• [TASK OBJECTIVE]: Return each line of the entries that holds the string "true".

• [RAW DATA]:

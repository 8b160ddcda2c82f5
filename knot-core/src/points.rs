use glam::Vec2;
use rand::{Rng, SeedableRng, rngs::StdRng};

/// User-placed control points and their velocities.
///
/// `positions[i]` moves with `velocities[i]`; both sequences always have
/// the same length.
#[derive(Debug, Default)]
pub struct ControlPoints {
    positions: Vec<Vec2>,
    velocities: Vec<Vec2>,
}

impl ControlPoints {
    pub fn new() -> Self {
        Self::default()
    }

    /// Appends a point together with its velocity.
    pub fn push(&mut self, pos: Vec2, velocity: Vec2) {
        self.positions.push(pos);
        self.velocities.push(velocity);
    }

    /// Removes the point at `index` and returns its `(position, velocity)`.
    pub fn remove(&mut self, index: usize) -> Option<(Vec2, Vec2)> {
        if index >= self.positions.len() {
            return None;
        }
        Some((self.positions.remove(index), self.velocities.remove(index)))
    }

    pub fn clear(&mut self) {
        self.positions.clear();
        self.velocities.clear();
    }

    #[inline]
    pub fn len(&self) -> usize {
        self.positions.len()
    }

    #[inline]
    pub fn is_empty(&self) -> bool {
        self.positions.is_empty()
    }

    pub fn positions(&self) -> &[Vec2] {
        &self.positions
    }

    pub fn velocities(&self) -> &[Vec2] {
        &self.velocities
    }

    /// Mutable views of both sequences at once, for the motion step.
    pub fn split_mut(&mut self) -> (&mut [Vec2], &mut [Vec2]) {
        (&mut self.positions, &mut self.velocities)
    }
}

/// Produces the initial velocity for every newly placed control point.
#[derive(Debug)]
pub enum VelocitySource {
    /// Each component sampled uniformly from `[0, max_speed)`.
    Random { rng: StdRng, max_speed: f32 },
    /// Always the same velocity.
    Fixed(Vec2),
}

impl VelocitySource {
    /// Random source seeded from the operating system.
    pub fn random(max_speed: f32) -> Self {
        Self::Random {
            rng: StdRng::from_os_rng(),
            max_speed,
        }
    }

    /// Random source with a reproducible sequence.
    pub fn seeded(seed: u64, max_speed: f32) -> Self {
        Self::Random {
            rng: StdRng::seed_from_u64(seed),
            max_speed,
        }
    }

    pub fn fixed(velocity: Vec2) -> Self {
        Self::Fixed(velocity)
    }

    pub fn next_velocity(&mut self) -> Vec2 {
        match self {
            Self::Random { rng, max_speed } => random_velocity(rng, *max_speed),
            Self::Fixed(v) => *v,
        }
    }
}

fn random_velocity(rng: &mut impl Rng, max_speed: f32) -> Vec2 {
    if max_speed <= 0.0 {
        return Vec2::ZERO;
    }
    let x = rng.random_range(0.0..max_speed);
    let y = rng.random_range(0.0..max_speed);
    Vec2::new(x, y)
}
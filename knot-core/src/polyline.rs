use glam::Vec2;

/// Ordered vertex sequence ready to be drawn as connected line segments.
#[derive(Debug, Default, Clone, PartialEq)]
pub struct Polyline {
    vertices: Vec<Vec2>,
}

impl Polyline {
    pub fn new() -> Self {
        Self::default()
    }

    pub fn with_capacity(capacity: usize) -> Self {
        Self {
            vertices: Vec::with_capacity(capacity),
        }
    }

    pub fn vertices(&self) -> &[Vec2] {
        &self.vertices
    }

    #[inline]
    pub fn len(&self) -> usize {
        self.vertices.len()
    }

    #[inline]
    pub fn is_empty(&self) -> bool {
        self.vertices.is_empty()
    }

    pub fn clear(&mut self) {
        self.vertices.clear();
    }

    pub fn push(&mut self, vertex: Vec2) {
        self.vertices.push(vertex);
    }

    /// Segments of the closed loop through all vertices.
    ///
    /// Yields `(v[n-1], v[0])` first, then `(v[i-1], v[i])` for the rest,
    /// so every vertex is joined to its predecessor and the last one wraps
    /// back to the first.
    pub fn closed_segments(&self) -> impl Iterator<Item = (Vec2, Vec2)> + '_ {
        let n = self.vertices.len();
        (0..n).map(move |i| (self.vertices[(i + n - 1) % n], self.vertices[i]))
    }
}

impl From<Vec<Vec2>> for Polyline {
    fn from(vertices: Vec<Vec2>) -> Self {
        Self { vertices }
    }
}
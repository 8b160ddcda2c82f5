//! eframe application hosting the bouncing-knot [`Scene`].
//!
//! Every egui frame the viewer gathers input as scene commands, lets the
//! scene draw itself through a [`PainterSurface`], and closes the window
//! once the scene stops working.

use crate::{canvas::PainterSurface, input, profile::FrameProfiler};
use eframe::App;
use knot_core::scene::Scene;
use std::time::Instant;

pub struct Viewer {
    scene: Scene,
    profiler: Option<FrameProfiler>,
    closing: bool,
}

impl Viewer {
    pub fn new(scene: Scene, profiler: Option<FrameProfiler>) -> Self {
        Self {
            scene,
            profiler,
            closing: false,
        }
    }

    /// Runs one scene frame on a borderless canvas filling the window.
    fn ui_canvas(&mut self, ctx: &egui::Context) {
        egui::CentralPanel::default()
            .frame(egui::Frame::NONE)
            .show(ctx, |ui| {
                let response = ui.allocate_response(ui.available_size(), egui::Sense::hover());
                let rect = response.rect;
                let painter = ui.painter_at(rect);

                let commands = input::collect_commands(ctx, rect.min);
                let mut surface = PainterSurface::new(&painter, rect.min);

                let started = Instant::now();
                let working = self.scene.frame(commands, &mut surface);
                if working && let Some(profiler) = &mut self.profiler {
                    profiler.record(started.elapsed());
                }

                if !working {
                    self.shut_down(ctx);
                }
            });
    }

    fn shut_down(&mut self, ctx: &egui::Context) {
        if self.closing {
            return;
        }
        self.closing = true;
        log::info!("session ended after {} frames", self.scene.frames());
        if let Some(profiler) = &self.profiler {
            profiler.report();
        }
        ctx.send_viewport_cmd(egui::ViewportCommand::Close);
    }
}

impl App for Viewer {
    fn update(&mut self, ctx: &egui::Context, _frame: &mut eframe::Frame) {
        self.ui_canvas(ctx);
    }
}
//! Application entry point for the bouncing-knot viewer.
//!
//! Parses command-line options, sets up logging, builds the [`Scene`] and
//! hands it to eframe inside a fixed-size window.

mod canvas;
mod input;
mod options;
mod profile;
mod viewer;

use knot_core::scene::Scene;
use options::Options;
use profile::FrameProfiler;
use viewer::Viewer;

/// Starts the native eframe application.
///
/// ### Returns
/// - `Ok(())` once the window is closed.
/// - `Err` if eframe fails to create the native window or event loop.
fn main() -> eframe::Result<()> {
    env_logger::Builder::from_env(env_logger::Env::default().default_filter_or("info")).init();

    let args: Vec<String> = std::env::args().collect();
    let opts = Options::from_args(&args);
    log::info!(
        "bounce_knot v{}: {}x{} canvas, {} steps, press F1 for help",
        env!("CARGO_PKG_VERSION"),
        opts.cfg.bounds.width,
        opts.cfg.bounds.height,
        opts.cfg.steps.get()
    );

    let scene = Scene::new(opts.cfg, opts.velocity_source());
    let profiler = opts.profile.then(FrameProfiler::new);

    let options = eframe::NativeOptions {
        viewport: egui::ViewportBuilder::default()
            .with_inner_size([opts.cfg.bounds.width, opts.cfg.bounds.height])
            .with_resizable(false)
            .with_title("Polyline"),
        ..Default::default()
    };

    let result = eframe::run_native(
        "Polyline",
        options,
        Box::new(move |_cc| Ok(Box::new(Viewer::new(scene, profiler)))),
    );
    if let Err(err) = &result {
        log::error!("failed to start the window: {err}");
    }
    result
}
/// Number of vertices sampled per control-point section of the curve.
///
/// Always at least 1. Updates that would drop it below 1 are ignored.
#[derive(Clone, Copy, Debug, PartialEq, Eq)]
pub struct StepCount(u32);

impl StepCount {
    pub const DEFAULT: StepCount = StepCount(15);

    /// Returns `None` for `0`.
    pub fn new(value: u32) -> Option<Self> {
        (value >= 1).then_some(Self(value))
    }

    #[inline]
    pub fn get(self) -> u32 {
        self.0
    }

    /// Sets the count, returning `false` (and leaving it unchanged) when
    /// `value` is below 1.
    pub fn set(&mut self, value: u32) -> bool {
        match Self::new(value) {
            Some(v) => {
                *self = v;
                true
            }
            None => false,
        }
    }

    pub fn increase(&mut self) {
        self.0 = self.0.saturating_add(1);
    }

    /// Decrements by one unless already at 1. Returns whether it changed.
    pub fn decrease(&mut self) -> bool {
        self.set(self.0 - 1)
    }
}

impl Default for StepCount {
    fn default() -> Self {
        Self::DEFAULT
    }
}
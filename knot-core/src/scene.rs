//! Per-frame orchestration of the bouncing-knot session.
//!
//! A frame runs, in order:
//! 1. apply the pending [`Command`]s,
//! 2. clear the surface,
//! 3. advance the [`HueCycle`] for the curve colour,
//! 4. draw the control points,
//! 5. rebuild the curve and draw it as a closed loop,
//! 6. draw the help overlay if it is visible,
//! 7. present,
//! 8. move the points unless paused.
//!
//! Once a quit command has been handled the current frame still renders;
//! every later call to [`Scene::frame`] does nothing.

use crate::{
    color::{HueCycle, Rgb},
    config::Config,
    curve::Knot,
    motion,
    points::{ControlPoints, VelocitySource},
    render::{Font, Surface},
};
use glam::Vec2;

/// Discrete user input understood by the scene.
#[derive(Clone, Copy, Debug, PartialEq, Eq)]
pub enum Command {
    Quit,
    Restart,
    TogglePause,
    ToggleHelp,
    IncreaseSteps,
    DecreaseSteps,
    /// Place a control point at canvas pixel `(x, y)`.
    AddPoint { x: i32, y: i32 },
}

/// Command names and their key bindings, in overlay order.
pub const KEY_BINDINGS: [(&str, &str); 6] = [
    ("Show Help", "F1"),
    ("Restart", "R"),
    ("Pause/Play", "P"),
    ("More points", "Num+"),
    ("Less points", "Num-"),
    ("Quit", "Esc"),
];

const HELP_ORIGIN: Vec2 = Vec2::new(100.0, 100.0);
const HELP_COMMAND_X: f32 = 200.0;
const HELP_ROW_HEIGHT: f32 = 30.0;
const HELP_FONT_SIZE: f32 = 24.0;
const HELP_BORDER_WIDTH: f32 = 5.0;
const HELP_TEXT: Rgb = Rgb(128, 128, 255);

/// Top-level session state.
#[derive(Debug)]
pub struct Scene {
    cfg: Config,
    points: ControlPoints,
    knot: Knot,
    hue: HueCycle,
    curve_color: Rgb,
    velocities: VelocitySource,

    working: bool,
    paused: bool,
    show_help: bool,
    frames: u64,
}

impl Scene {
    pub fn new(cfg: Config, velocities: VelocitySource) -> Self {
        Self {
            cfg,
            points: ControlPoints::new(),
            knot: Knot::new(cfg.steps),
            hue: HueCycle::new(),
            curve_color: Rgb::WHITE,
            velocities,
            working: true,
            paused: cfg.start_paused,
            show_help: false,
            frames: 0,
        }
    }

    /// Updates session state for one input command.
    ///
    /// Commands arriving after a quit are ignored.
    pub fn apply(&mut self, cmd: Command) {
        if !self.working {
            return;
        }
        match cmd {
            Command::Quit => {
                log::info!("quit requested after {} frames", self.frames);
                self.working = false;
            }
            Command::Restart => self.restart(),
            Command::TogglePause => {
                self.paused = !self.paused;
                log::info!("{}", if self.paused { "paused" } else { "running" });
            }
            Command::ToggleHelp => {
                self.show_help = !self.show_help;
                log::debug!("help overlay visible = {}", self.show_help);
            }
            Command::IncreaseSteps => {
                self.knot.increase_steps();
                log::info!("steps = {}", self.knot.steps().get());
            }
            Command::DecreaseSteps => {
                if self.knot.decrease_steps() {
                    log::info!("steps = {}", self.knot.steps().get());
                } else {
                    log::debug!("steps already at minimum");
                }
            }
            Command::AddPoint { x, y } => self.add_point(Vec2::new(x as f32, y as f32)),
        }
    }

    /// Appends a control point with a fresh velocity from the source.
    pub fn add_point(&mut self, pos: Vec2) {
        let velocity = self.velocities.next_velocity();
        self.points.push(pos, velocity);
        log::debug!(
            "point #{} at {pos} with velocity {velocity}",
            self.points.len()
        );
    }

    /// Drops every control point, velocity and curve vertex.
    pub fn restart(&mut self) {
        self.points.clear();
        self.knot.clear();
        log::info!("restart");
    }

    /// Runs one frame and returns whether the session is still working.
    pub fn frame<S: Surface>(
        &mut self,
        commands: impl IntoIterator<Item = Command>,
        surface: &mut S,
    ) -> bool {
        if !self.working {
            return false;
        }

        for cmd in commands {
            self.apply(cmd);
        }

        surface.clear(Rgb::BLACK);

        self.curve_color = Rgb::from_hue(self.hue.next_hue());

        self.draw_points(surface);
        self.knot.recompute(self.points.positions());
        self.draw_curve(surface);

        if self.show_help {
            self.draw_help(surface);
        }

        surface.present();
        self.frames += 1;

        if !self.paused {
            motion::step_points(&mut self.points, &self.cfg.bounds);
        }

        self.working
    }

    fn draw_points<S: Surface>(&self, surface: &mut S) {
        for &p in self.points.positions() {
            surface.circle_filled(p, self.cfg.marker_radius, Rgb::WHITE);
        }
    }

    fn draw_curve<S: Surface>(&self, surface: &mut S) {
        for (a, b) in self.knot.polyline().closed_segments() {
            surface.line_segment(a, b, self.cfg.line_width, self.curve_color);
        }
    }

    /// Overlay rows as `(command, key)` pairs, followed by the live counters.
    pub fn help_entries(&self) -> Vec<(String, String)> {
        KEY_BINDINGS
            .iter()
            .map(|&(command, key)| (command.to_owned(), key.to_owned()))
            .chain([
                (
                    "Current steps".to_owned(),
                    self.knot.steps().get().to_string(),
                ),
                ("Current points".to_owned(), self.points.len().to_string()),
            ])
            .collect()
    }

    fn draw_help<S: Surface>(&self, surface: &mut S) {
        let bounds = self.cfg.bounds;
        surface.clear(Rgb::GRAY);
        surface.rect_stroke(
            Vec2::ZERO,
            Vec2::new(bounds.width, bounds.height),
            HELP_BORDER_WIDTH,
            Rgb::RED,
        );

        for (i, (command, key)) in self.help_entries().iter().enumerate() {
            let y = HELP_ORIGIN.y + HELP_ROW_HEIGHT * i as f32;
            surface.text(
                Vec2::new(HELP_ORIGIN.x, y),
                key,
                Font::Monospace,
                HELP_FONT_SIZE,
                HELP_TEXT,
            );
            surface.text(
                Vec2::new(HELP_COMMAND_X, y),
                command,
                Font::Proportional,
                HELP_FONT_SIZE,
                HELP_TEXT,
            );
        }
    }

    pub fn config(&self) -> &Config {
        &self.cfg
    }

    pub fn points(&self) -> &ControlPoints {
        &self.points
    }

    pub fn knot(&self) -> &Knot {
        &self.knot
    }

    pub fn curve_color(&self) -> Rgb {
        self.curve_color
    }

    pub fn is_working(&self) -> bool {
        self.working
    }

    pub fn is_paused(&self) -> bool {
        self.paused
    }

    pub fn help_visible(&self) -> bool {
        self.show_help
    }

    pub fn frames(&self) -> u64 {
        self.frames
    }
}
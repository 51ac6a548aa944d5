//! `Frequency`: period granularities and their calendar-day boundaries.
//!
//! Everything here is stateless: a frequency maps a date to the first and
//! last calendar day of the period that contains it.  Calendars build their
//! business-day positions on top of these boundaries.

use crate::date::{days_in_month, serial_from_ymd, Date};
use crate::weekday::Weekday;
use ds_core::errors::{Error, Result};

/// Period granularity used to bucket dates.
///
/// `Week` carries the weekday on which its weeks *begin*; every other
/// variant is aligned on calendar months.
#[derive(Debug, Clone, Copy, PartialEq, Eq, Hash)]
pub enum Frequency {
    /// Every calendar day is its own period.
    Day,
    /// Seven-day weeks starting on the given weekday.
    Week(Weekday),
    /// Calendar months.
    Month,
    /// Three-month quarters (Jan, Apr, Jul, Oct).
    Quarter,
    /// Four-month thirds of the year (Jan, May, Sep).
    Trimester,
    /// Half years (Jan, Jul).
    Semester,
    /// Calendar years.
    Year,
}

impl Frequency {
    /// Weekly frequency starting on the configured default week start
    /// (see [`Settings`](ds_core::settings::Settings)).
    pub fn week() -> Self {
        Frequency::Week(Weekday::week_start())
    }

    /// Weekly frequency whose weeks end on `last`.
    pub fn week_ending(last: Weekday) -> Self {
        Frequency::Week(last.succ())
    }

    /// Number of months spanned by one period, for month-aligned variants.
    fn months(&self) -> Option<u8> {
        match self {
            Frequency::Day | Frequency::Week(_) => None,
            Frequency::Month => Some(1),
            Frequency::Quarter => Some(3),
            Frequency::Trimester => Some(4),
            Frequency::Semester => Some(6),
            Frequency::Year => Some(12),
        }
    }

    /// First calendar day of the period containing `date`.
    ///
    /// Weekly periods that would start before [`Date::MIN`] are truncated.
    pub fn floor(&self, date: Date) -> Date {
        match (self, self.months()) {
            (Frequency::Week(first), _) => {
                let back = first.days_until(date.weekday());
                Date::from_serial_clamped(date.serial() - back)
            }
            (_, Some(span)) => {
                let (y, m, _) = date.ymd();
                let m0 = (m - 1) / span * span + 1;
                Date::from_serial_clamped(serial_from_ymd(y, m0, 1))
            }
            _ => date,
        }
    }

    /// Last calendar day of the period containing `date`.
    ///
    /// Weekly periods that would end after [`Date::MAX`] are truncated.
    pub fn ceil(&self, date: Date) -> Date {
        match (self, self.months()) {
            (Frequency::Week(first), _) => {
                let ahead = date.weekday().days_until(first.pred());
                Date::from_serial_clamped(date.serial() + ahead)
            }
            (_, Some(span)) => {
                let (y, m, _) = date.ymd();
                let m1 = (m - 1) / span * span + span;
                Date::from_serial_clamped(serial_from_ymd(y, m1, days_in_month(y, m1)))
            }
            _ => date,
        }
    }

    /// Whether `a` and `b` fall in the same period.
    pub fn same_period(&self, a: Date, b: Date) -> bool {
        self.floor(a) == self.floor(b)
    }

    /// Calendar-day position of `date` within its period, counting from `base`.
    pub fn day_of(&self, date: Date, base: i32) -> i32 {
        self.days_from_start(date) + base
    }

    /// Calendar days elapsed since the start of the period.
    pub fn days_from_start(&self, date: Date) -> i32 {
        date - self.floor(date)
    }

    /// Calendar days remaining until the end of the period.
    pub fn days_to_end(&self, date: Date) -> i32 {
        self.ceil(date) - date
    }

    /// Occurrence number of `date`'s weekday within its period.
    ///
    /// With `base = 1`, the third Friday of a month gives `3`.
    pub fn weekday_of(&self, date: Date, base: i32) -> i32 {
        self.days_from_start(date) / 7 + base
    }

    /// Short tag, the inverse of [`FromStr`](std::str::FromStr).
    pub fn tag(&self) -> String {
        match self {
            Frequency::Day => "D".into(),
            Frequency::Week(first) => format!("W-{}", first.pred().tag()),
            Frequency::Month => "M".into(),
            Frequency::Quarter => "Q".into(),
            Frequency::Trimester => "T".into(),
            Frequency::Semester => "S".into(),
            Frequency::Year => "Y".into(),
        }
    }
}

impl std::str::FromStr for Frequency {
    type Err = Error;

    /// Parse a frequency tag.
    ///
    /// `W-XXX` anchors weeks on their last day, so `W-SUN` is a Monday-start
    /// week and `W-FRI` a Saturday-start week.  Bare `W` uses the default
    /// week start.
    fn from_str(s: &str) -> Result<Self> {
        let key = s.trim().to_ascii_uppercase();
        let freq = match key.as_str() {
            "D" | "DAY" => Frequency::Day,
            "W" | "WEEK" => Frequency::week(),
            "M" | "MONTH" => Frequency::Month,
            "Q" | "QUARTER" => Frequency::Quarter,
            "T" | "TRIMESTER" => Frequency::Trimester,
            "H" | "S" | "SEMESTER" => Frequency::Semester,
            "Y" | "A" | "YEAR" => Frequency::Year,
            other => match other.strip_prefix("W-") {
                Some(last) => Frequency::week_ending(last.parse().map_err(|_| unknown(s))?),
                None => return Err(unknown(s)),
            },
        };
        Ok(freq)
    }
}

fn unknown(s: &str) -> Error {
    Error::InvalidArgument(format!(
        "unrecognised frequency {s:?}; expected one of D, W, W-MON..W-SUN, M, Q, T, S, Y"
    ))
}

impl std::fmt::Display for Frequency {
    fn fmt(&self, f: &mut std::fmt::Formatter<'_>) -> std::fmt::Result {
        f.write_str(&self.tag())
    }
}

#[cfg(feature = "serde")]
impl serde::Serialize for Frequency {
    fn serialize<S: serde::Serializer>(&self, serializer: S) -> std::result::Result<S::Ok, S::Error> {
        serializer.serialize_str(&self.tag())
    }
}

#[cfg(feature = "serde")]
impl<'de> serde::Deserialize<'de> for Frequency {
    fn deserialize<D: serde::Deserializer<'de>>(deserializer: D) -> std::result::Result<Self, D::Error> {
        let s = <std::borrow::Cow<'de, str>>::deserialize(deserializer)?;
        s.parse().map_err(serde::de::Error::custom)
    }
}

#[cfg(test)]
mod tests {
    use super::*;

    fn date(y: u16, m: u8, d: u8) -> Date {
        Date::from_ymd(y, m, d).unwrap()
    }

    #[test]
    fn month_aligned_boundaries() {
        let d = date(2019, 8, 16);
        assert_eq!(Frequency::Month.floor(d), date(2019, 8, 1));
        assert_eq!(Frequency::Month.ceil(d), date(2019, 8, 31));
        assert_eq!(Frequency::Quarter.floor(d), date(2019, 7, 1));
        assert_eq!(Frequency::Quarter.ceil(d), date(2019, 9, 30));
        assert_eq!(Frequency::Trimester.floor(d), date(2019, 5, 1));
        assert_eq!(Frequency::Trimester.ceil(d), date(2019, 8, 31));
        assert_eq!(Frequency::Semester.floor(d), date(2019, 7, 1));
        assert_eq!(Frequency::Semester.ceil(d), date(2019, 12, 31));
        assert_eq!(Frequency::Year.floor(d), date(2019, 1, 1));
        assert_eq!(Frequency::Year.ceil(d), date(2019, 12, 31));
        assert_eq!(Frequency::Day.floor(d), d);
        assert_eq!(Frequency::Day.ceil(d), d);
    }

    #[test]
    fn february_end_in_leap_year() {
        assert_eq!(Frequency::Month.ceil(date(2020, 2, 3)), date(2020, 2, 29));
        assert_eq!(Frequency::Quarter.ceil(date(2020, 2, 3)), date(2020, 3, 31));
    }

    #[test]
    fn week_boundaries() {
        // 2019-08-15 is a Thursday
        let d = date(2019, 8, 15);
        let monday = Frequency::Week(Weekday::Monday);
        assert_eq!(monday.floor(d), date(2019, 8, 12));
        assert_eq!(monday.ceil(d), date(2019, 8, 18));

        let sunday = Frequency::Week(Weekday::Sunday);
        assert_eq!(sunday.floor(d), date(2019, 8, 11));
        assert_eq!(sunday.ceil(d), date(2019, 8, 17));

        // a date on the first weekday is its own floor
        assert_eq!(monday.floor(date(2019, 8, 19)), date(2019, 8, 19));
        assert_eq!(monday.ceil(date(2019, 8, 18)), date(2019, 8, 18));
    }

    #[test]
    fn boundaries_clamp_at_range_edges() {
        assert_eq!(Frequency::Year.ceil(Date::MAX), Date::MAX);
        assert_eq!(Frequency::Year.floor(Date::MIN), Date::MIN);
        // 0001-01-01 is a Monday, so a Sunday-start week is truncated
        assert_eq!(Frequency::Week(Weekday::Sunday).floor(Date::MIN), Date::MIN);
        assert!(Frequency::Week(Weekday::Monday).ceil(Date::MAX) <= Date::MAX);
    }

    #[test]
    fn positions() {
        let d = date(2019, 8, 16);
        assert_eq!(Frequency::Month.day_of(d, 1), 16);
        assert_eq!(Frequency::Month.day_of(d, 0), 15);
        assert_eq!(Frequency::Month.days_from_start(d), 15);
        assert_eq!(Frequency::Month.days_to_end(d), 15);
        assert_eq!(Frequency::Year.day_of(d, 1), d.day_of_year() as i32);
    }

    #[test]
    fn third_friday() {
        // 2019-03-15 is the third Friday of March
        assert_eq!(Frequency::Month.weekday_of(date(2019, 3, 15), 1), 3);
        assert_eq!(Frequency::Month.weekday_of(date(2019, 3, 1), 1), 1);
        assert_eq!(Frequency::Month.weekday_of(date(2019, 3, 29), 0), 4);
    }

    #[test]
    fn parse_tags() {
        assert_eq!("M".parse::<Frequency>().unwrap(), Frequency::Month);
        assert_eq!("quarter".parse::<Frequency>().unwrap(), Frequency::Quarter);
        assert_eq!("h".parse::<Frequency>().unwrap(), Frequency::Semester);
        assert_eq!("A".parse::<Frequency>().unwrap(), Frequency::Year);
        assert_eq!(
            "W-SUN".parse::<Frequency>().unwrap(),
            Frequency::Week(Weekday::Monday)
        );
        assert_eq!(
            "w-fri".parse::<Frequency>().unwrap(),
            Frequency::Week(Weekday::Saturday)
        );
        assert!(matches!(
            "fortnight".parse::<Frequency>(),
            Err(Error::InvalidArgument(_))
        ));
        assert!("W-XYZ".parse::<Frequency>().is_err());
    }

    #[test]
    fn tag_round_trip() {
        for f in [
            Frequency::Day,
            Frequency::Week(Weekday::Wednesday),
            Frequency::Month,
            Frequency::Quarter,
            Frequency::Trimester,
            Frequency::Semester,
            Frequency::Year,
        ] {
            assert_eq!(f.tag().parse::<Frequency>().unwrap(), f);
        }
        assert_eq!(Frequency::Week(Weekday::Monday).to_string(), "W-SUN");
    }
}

• [SOLUTION TO THIS TASK]:
        self.closing = true;
                true
            working: true,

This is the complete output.